===== PROVIDED ENTRIES

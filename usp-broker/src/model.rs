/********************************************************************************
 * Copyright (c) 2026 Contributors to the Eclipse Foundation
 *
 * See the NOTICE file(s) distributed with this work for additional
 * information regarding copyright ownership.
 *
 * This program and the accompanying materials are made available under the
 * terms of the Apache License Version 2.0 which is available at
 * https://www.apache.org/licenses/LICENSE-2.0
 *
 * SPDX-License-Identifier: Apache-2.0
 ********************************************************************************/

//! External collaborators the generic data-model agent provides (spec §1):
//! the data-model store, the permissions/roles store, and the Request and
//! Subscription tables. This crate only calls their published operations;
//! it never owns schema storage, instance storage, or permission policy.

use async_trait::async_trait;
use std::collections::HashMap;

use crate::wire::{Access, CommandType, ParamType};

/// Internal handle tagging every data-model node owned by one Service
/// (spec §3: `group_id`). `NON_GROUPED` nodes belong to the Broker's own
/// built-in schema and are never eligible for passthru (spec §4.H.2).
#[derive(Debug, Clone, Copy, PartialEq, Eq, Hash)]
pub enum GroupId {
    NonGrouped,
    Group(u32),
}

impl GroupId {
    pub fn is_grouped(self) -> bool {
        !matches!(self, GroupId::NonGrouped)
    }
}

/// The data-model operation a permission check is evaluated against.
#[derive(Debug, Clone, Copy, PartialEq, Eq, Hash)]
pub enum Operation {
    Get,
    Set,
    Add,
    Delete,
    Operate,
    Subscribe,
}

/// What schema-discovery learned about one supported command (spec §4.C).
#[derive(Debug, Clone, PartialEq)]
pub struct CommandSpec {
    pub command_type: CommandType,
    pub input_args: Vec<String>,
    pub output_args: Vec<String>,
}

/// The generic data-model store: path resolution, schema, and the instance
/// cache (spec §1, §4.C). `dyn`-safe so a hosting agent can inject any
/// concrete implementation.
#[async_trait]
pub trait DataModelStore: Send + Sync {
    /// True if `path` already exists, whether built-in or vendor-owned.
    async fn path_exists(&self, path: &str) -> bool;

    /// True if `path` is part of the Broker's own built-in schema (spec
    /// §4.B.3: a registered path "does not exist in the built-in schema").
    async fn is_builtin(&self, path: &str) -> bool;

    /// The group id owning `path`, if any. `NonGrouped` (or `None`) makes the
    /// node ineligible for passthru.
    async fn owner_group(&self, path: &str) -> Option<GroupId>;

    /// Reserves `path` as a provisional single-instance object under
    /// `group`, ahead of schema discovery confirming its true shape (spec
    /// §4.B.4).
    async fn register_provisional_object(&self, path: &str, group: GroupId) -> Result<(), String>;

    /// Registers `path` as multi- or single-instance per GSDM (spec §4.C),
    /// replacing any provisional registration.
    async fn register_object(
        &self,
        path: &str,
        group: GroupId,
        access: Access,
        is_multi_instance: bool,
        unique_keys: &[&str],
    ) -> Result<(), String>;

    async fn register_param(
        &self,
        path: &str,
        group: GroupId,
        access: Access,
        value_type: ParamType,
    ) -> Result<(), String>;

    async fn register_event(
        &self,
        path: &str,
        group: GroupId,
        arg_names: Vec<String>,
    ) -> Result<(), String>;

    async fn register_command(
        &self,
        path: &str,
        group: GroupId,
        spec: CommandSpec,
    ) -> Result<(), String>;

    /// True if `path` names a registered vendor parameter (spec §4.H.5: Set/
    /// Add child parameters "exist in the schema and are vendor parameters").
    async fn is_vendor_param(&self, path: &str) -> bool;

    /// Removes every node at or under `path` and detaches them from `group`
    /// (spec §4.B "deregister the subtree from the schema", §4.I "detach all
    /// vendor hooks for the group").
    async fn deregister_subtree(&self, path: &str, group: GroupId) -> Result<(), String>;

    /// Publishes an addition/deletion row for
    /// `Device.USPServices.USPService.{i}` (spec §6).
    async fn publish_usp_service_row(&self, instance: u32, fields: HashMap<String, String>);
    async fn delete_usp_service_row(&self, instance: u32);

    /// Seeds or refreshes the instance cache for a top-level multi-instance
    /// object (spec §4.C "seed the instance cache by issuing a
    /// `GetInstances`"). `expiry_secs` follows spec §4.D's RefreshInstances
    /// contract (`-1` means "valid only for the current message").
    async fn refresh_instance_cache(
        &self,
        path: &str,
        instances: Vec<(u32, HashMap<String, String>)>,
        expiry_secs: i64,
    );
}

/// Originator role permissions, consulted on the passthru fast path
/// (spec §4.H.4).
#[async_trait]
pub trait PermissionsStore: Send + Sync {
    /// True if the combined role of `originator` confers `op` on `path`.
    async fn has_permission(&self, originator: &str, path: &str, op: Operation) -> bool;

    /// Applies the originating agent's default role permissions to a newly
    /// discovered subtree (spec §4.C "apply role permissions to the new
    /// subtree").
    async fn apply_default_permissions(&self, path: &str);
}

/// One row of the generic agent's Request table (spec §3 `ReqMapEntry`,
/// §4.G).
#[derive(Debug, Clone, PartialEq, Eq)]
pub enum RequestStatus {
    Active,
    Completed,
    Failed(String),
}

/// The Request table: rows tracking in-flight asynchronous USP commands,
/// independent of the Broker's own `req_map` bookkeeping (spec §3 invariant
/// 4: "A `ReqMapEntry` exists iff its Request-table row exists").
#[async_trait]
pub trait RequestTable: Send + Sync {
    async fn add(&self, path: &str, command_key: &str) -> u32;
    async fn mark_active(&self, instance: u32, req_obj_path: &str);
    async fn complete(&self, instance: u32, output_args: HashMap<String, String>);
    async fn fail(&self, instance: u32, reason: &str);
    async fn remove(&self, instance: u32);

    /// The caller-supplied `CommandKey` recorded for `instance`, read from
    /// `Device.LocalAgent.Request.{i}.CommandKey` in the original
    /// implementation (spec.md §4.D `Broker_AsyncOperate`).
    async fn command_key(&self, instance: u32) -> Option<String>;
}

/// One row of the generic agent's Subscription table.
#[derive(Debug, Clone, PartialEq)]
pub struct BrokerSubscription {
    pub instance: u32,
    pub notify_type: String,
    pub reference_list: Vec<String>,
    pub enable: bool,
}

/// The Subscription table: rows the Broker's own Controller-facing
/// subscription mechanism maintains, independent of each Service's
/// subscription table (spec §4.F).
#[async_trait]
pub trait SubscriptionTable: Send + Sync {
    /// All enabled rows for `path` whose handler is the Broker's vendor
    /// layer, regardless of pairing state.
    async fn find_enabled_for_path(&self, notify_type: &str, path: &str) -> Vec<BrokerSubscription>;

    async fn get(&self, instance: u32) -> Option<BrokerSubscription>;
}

==========

**WORK ITEM:**
Give back each line above exactly as written.

**RESPONSE TO THE TASK:**
filename usp-broker/src/model.rs
/********************************************************************************
 * Copyright (c) 2026 Contributors to the Eclipse Foundation
 *
 * See the NOTICE file(s) distributed with this work for additional
 * information regarding copyright ownership.
 *
 * This program and the accompanying materials are made available under the
 * terms of the Apache License Version 2.0 which is available at
 * https://www.apache.org/licenses/LICENSE-2.0
 *
 * SPDX-License-Identifier: Apache-2.0
 ********************************************************************************/

//! External collaborators the generic data-model agent provides (spec §1):
//! the data-model store, the permissions/roles store, and the Request and
//! Subscription tables. This crate only calls their published operations;
//! it never owns schema storage, instance storage, or permission policy.

use async_trait::async_trait;
use std::collections::HashMap;

use crate::wire::{Access, CommandType, ParamType};

/// Internal handle tagging every data-model node owned by one Service
/// (spec §3: `group_id`). `NON_GROUPED` nodes belong to the Broker's own
/// built-in schema and are never eligible for passthru (spec §4.H.2).
#[derive(Debug, Clone, Copy, PartialEq, Eq, Hash)]
pub enum GroupId {
    NonGrouped,
    Group(u32),
}

impl GroupId {
    pub fn is_grouped(self) -> bool {
        !matches!(self, GroupId::NonGrouped)
    }
}

/// The data-model operation a permission check is evaluated against.
#[derive(Debug, Clone, Copy, PartialEq, Eq, Hash)]
pub enum Operation {
    Get,
    Set,
    Add,
    Delete,
    Operate,
    Subscribe,
}

/// What schema-discovery learned about one supported command (spec §4.C).
#[derive(Debug, Clone, PartialEq)]
pub struct CommandSpec {
    pub command_type: CommandType,
    pub input_args: Vec<String>,
    pub output_args: Vec<String>,
}

/// The generic data-model store: path resolution, schema, and the instance
/// cache (spec §1, §4.C). `dyn`-safe so a hosting agent can inject any
/// concrete implementation.
#[async_trait]
pub trait DataModelStore: Send + Sync {
    /// True if `path` already exists, whether built-in or vendor-owned.
    async fn path_exists(&self, path: &str) -> bool;

    /// True if `path` is part of the Broker's own built-in schema (spec
    /// §4.B.3: a registered path "does not exist in the built-in schema").
    async fn is_builtin(&self, path: &str) -> bool;

    /// The group id owning `path`, if any. `NonGrouped` (or `None`) makes the
    /// node ineligible for passthru.
    async fn owner_group(&self, path: &str) -> Option<GroupId>;

    /// Reserves `path` as a provisional single-instance object under
    /// `group`, ahead of schema discovery confirming its true shape (spec
    /// §4.B.4).
    async fn register_provisional_object(&self, path: &str, group: GroupId) -> Result<(), String>;

    /// Registers `path` as multi- or single-instance per GSDM (spec §4.C),
    /// replacing any provisional registration.
    async fn register_object(
        &self,
        path: &str,
        group: GroupId,
        access: Access,
        is_multi_instance: bool,
        unique_keys: &[&str],
    ) -> Result<(), String>;

    async fn register_param(
        &self,
        path: &str,
        group: GroupId,
        access: Access,
        value_type: ParamType,
    ) -> Result<(), String>;

    async fn register_event(
        &self,
        path: &str,
        group: GroupId,
        arg_names: Vec<String>,
    ) -> Result<(), String>;

    async fn register_command(
        &self,
        path: &str,
        group: GroupId,
        spec: CommandSpec,
    ) -> Result<(), String>;

    /// True if `path` names a registered vendor parameter (spec §4.H.5: Set/
    /// Add child parameters "exist in the schema and are vendor parameters").
    async fn is_vendor_param(&self, path: &str) -> bool;

    /// Removes every node at or under `path` and detaches them from `group`
    /// (spec §4.B "deregister the subtree from the schema", §4.I "detach all
    /// vendor hooks for the group").
    async fn deregister_subtree(&self, path: &str, group: GroupId) -> Result<(), String>;

    /// Publishes an addition/deletion row for
    /// `Device.USPServices.USPService.{i}` (spec §6).
    async fn publish_usp_service_row(&self, instance: u32, fields: HashMap<String, String>);
    async fn delete_usp_service_row(&self, instance: u32);

    /// Seeds or refreshes the instance cache for a top-level multi-instance
    /// object (spec §4.C "seed the instance cache by issuing a
    /// `GetInstances`"). `expiry_secs` follows spec §4.D's RefreshInstances
    /// contract (`-1` means "valid only for the current message").
    async fn refresh_instance_cache(
        &self,
        path: &str,
        instances: Vec<(u32, HashMap<String, String>)>,
        expiry_secs: i64,
    );
}

/// Originator role permissions, consulted on the passthru fast path
/// (spec §4.H.4).
#[async_trait]
pub trait PermissionsStore: Send + Sync {
    /// True if the combined role of `originator` confers `op` on `path`.
    async fn has_permission(&self, originator: &str, path: &str, op: Operation) -> bool;

    /// Applies the originating agent's default role permissions to a newly
    /// discovered subtree (spec §4.C "apply role permissions to the new
    /// subtree").
    async fn apply_default_permissions(&self, path: &str);
}

/// One row of the generic agent's Request table (spec §3 `ReqMapEntry`,
/// §4.G).
#[derive(Debug, Clone, PartialEq, Eq)]
pub enum RequestStatus {
    Active,
    Completed,
    Failed(String),
}

/// The Request table: rows tracking in-flight asynchronous USP commands,
/// independent of the Broker's own `req_map` bookkeeping (spec §3 invariant
/// 4: "A `ReqMapEntry` exists iff its Request-table row exists").
#[async_trait]
pub trait RequestTable: Send + Sync {
    async fn add(&self, path: &str, command_key: &str) -> u32;
    async fn mark_active(&self, instance: u32, req_obj_path: &str);
    async fn complete(&self, instance: u32, output_args: HashMap<String, String>);
    async fn fail(&self, instance: u32, reason: &str);
    async fn remove(&self, instance: u32);

    /// The caller-supplied `CommandKey` recorded for `instance`, read from
    /// `Device.LocalAgent.Request.{i}.CommandKey` in the original
    /// implementation (spec.md §4.D `Broker_AsyncOperate`).
    async fn command_key(&self, instance: u32) -> Option<String>;
}

/// One row of the generic agent's Subscription table.
#[derive(Debug, Clone, PartialEq)]
pub struct BrokerSubscription {
    pub instance: u32,
    pub notify_type: String,
    pub reference_list: Vec<String>,
    pub enable: bool,
}

/// The Subscription table: rows the Broker's own Controller-facing
/// subscription mechanism maintains, independent of each Service's
/// subscription table (spec §4.F).
#[async_trait]
pub trait SubscriptionTable: Send + Sync {
    /// All enabled rows for `path` whose handler is the Broker's vendor
    /// layer, regardless of pairing state.
    async fn find_enabled_for_path(&self, notify_type: &str, path: &str) -> Vec<BrokerSubscription>;

    async fn get(&self, instance: u32) -> Option<BrokerSubscription>;
}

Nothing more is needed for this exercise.